RE: [IBIS-Users] number of waveforms


Subject: RE: [IBIS-Users] number of waveforms
From: Lynne Green (lgreen@cadence.com)
Date: Wed May 28 2003 - 10:55:00 PDT


Hi, Erik,
 
The Vref values should be the MIN and MAX signal swing range (Vcc and 0
for CMOS). Rref should be the standard load (50 Ohms for PECL).
 
The 4 tables (2 rising, 2 falling) are sufficient to define the
(time-dependent) fitting coefficients that are commonly used to
characterize transitions.
 
Different simulators might do different things with additional tables.
SPECCTRAQuest uses all available tables.
 
Best regards,
Lynne
 
 
-----Original Message-----
From: erik.van.der.ven@philips.com [mailto:erik.van.der.ven@philips.com]

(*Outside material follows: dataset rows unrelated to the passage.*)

//! Attribute answers, both entity-wide (static) and per frame (dynamic).

use serde_json::{json, Value};
use std::collections::BTreeMap;

use crate::error::{LabelError, Result};
use crate::frames::{frames_to_ranges, Range};
use crate::ids::FeatureHash;
use crate::ontology::{snake_case, Attribute, AttributeType};

/// The value given to one attribute.
#[derive(Clone, Debug, PartialEq)]
pub enum AnswerValue {
    Text(String),
    Numeric(f64),
    /// The selected option.
    Radio(FeatureHash),
    /// The selected options, in selection order.
    Checklist(Vec<FeatureHash>),
}

impl AnswerValue {
    fn type_name(&self) -> &'static str {
        match self {
            AnswerValue::Text(_) => "text",
            AnswerValue::Numeric(_) => "numeric",
            AnswerValue::Radio(_) => "radio",
            AnswerValue::Checklist(_) => "checklist",
        }
    }

    /// Checks the value against the attribute definition and normalises it.
    pub(crate) fn validated(self, attribute: &Attribute) -> Result<Self> {
        let mismatch = |value: &AnswerValue| {
            LabelError::malformed(format!(
                "a {} answer does not fit attribute '{}' of type {:?}",
                value.type_name(),
                attribute.name,
                attribute.kind
            ))
        };
        let unknown_option = |hash: &FeatureHash| {
            LabelError::malformed(format!(
                "option '{hash}' is not part of attribute '{}'",
                attribute.name
            ))
        };
        match (attribute.kind, self) {
            (AttributeType::Text, value @ AnswerValue::Text(_)) => Ok(value),
            (AttributeType::Numeric, AnswerValue::Numeric(n)) if n.is_finite() => {
                Ok(AnswerValue::Numeric(n))
            }
            (AttributeType::Numeric, AnswerValue::Numeric(n)) => Err(LabelError::malformed(
                format!("numeric answer {n} for attribute '{}' is not finite", attribute.name),
            )),
            (AttributeType::Radio, AnswerValue::Radio(option)) => match attribute.option(&option) {
                Some(_) => Ok(AnswerValue::Radio(option)),
                None => Err(unknown_option(&option)),
            },
            (AttributeType::Checklist, AnswerValue::Checklist(options)) => {
                let mut selected: Vec<FeatureHash> = Vec::with_capacity(options.len());
                for option in options {
                    if attribute.option(&option).is_none() {
                        return Err(unknown_option(&option));
                    }
                    if !selected.contains(&option) {
                        selected.push(option);
                    }
                }
                Ok(AnswerValue::Checklist(selected))
            }
            (_, value) => Err(mismatch(&value)),
        }
    }
}

impl From<&str> for AnswerValue {
    fn from(value: &str) -> Self {
        AnswerValue::Text(value.to_string())
    }
}

impl From<String> for AnswerValue {
    fn from(value: String) -> Self {
        AnswerValue::Text(value)
    }
}

impl From<f64> for AnswerValue {
    fn from(value: f64) -> Self {
        AnswerValue::Numeric(value)
    }
}

/// An answer plus whether a human gave it.
#[derive(Clone, Debug, PartialEq)]
pub struct Answer {
    pub value: AnswerValue,
    pub manual_annotation: bool,
}

impl Answer {
    pub fn manual(value: AnswerValue) -> Self {
        Self {
            value,
            manual_annotation: true,
        }
    }
}

/// One answer and every range of frames it holds on.
#[derive(Clone, Debug, PartialEq)]
pub struct FrameAnswer {
    pub answer: AnswerValue,
    pub ranges: Vec<Range>,
}

/// Entity-wide answers keyed by attribute.
#[derive(Clone, Debug, Default, PartialEq)]
pub(crate) struct StaticAnswers(BTreeMap<FeatureHash, Answer>);

impl StaticAnswers {
    pub(crate) fn set(&mut self, attribute: &Attribute, value: AnswerValue, manual: bool) -> Result<()> {
        if attribute.dynamic {
            return Err(LabelError::malformed(format!(
                "attribute '{}' is dynamic and is answered per frame; use \
                 ObjectInstance::set_dynamic_answer or SpaceMut::set_answer_on_frames instead",
                attribute.name
            )));
        }
        let value = value.validated(attribute)?;
        self.0.insert(
            attribute.feature_hash.clone(),
            Answer {
                value,
                manual_annotation: manual,
            },
        );
        Ok(())
    }

    pub(crate) fn get(&self, attribute: &FeatureHash) -> Option<&Answer> {
        self.0.get(attribute)
    }

    pub(crate) fn remove(&mut self, attribute: &FeatureHash) -> Option<Answer> {
        self.0.remove(attribute)
    }

    pub(crate) fn iter(&self) -> impl Iterator<Item = (&FeatureHash, &Answer)> {
        self.0.iter()
    }
}

/// Per-frame answers keyed by attribute, then frame.
#[derive(Clone, Debug, Default, PartialEq)]
pub(crate) struct DynamicAnswers(BTreeMap<FeatureHash, BTreeMap<u32, Answer>>);

impl DynamicAnswers {
    pub(crate) fn set(
        &mut self,
        attribute: &Attribute,
        value: AnswerValue,
        frames: impl IntoIterator<Item = u32>,
        manual: bool,
    ) -> Result<()> {
        if !attribute.dynamic {
            return Err(LabelError::malformed(format!(
                "attribute '{}' is static; use set_answer instead",
                attribute.name
            )));
        }
        let answer = Answer {
            value: value.validated(attribute)?,
            manual_annotation: manual,
        };
        let frames: Vec<u32> = frames.into_iter().collect();
        if frames.is_empty() {
            return Ok(());
        }
        let per_frame = self.0.entry(attribute.feature_hash.clone()).or_default();
        for frame in frames {
            per_frame.insert(frame, answer.clone());
        }
        Ok(())
    }

    /// Groups the answers on `frames` (or on every frame) by value.
    pub(crate) fn get(&self, attribute: &FeatureHash, frames: Option<&[u32]>) -> Vec<FrameAnswer> {
        let Some(per_frame) = self.0.get(attribute) else {
            return Vec::new();
        };
        let selected: Vec<(u32, &AnswerValue)> = match frames {
            Some(frames) => frames
                .iter()
                .filter_map(|f| per_frame.get(f).map(|a| (*f, &a.value)))
                .collect(),
            None => per_frame.iter().map(|(f, a)| (*f, &a.value)).collect(),
        };
        group_by_answer(selected)
    }

    pub(crate) fn answer_at(&self, attribute: &FeatureHash, frame: u32) -> Option<&Answer> {
        self.0.get(attribute)?.get(&frame)
    }

    pub(crate) fn attributes(&self) -> impl Iterator<Item = &FeatureHash> {
        self.0.keys()
    }

    pub(crate) fn remove(&mut self, attribute: &FeatureHash, frame: u32) -> Option<Answer> {
        let per_frame = self.0.get_mut(attribute)?;
        let removed = per_frame.remove(&frame);
        if per_frame.is_empty() {
            self.0.remove(attribute);
        }
        removed
    }

    /// Drops every answer on the given frames.
    pub(crate) fn remove_frames(&mut self, frames: &[u32]) {
        for per_frame in self.0.values_mut() {
            for frame in frames {
                per_frame.remove(frame);
            }
        }
        self.0.retain(|_, per_frame| !per_frame.is_empty());
    }

    /// Keeps only answers on frames accepted by `keep`.
    pub(crate) fn retain_frames(&mut self, mut keep: impl FnMut(u32) -> bool) {
        for per_frame in self.0.values_mut() {
            per_frame.retain(|frame, _| keep(*frame));
        }
        self.0.retain(|_, per_frame| !per_frame.is_empty());
    }

    pub(crate) fn is_empty(&self) -> bool {
        self.0.is_empty()
    }

    /// Every (attribute, frame, answer) triple.
    pub(crate) fn iter(&self) -> impl Iterator<Item = (&FeatureHash, u32, &Answer)> {
        self.0
            .iter()
            .flat_map(|(attr, per_frame)| per_frame.iter().map(move |(f, a)| (attr, *f, a)))
    }

    pub(crate) fn insert(&mut self, attribute: FeatureHash, frame: u32, answer: Answer) {
        self.0.entry(attribute).or_default().insert(frame, answer);
    }

    pub(crate) fn merge(&mut self, other: DynamicAnswers) {
        for (attribute, per_frame) in other.0 {
            self.0.entry(attribute).or_default().extend(per_frame);
        }
    }
}

fn group_by_answer(selected: Vec<(u32, &AnswerValue)>) -> Vec<FrameAnswer> {
    let mut groups: Vec<(AnswerValue, Vec<u32>)> = Vec::new();
    for (frame, value) in selected {
        match groups.iter_mut().find(|(v, _)| v == value) {
            Some((_, frames)) => frames.push(frame),
            None => groups.push((value.clone(), vec![frame])),
        }
    }
    groups
        .into_iter()
        .map(|(answer, frames)| FrameAnswer {
            answer,
            ranges: frames_to_ranges(frames),
        })
        .collect()
}

/// Writes an answer in the document form shared by object and
/// classification answer lists.
pub(crate) fn answer_to_wire(attribute: &Attribute, answer: &Answer) -> Value {
    let options = |hashes: &[FeatureHash]| {
        hashes
            .iter()
            .filter_map(|h| attribute.option(h))
            .map(|o| json!({ "name": o.label, "value": o.wire_value(), "featureHash": o.feature_hash }))
            .collect::<Vec<_>>()
    };
    let answers = match &answer.value {
        AnswerValue::Text(text) => json!(text),
        AnswerValue::Numeric(n) => json!(n),
        AnswerValue::Radio(option) => json!(options(std::slice::from_ref(option))),
        AnswerValue::Checklist(selected) => json!(options(selected)),
    };
    json!({
        "name": attribute.name,
        "value": snake_case(&attribute.name),
        "featureHash": attribute.feature_hash,
        "answers": answers,
        "manualAnnotation": answer.manual_annotation,
    })
}

/// Reads an answer entry for a known attribute.
pub(crate) fn answer_from_wire(attribute: &Attribute, entry: &Value) -> Result<Answer> {
    let answers = entry.get("answers").ok_or_else(|| {
        LabelError::malformed(format!("answer for '{}' has no 'answers'", attribute.name))
    })?;
    let option_hashes = || -> Result<Vec<FeatureHash>> {
        let list = answers.as_array().ok_or_else(|| {
            LabelError::malformed(format!("answers for '{}' must be a list", attribute.name))
        })?;
        list.iter()
            .map(|o| {
                o.get("featureHash")
                    .and_then(Value::as_str)
                    .map(FeatureHash::new)
                    .ok_or_else(|| LabelError::malformed("option answer is missing 'featureHash'"))
            })
            .collect()
    };
    let value = match attribute.kind {
        AttributeType::Text => AnswerValue::Text(
            answers
                .as_str()
                .ok_or_else(|| LabelError::malformed("text answer must be a string"))?
                .to_string(),
        ),
        AttributeType::Numeric => AnswerValue::Numeric(
            answers
                .as_f64()
                .or_else(|| answers.as_str().and_then(|s| s.parse().ok()))
                .ok_or_else(|| LabelError::malformed("numeric answer must be a number"))?,
        ),
        AttributeType::Radio => {
            let hashes = option_hashes()?;
            let option = hashes.into_iter().next().ok_or_else(|| {
                LabelError::malformed(format!("radio answer for '{}' selects nothing", attribute.name))
            })?;
            AnswerValue::Radio(option)
        }
        AttributeType::Checklist => AnswerValue::Checklist(option_hashes()?),
    };
    Ok(Answer {
        value: value.validated(attribute)?,
        manual_annotation: entry
            .get("manualAnnotation")
            .and_then(Value::as_bool)
            .unwrap_or(true),
    })
}

#[cfg(test)]
mod tests {
    use super::*;
    use crate::ontology::AttributeOption;

    fn radio() -> Attribute {
        Attribute {
            name: "Colour".into(),
            kind: AttributeType::Radio,
            feature_hash: "attr-colour".into(),
            required: false,
            dynamic: true,
            options: vec![
                AttributeOption {
                    label: "Dark Red".into(),
                    value: None,
                    feature_hash: "opt-red".into(),
                    nested: vec![],
                },
                AttributeOption {
                    label: "Blue".into(),
                    value: None,
                    feature_hash: "opt-blue".into(),
                    nested: vec![],
                },
            ],
        }
    }

    #[test]
    fn test_validation_rejects_wrong_type_and_option() {
        let attribute = radio();
        assert!(AnswerValue::Text("red".into()).validated(&attribute).is_err());
        assert!(AnswerValue::Radio("opt-green".into()).validated(&attribute).is_err());
        assert!(AnswerValue::Radio("opt-red".into()).validated(&attribute).is_ok());
    }

    #[test]
    fn test_checklist_deduplicates() {
        let mut attribute = radio();
        attribute.kind = AttributeType::Checklist;
        let value = AnswerValue::Checklist(vec!["opt-red".into(), "opt-blue".into(), "opt-red".into()])
            .validated(&attribute)
            .unwrap();
        assert_eq!(value, AnswerValue::Checklist(vec!["opt-red".into(), "opt-blue".into()]));
    }

    #[test]
    fn test_static_rejects_dynamic_attribute() {
        let mut answers = StaticAnswers::default();
        let err = answers
            .set(&radio(), AnswerValue::Radio("opt-red".into()), true)
            .unwrap_err();
        assert!(err.to_string().contains("set_answer_on_frames"));
    }

    #[test]
    fn test_dynamic_answers_grouped_into_ranges() {
        let attribute = radio();
        let mut answers = DynamicAnswers::default();
        answers
            .set(&attribute, AnswerValue::Radio("opt-red".into()), [0, 1, 2, 7], true)
            .unwrap();
        answers
            .set(&attribute, AnswerValue::Radio("opt-blue".into()), [3, 4], true)
            .unwrap();
        let grouped = answers.get(&attribute.feature_hash, None);
        assert_eq!(
            grouped,
            vec![
                FrameAnswer {
                    answer: AnswerValue::Radio("opt-red".into()),
                    ranges: vec![Range::new(0, 3), Range::new(7, 8)],
                },
                FrameAnswer {
                    answer: AnswerValue::Radio("opt-blue".into()),
                    ranges: vec![Range::new(3, 5)],
                },
            ]
        );

        let only_four = answers.get(&attribute.feature_hash, Some(&[4][..]));
        assert_eq!(only_four.len(), 1);
        assert_eq!(only_four[0].ranges, vec![Range::new(4, 5)]);

        answers.remove_frames(&[0, 1, 2, 7]);
        assert_eq!(answers.get(&attribute.feature_hash, None).len(), 1);
    }

    #[test]
    fn test_radio_wire_form() {
        let attribute = radio();
        let answer = Answer::manual(AnswerValue::Radio("opt-red".into()));
        let wire = answer_to_wire(&attribute, &answer);
        assert_eq!(wire["value"], json!("colour"));
        assert_eq!(
            wire["answers"],
            json!([{"name": "Dark Red", "value": "dark_red", "featureHash": "opt-red"}])
        );
        assert_eq!(answer_from_wire(&attribute, &wire).unwrap(), answer);
    }
}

Sent: Wednesday, May 28, 2003 1:15 AM
To: Lynne Green; ibis-users@eda.org
Subject: RE: [IBIS-Users] number of waveforms

Dear Lynne,

Thank you for your reply.
I am trying to model a PECL output buffer.
So the output is normally terminated with 50 Ohm to Vcc-2V.
I am wondering how accurate the simulations are with an IBIS simulator
if the load differs from the reference load.
Will the accuracy incease if I add a second waveform set with different
load, or to another termination voltage?
Will the simulator produce a more acurate behavior model if I provide a
second waveform set, or does it use the waveform table that is most
close to the load to be simulated?

With kind regards,

Ir. Erik van der Ven
Room DB1032
Business Line Networking Infrastructure
Philips Semiconductors BV
Gerstweg 2
6534 AE Nijmegen
The Netherlands
Phone: +31-24-3534334

        

"Lynne Green" <lgreen@cadence.com>

05/27/03 06:33 PM

        
        To: Erik van der Ven/NYM/SC/PHILIPS@EMEA2
        cc:
        Subject: RE: [IBIS-Users] number of waveforms

        Classification:

Hi, Erik-
  
The typical recommendation is 4 waveforms tables at the same load
(rising to Vcc, rising to GND, falling to Vcc, falling to GND). That
captures how the pullup and pulldown transistors turn on and off, so
tables at additional loads are not needed.
  
Additional waveform tables are permitted (up to 100 according to the
IBIS spec). But the more tables you use, the slower a simulator will
run.
  
- Lynne
  
  
-----Original Message-----
From: erik.van.der.ven@philips.com [mailto:erik.van.der.ven@philips.com]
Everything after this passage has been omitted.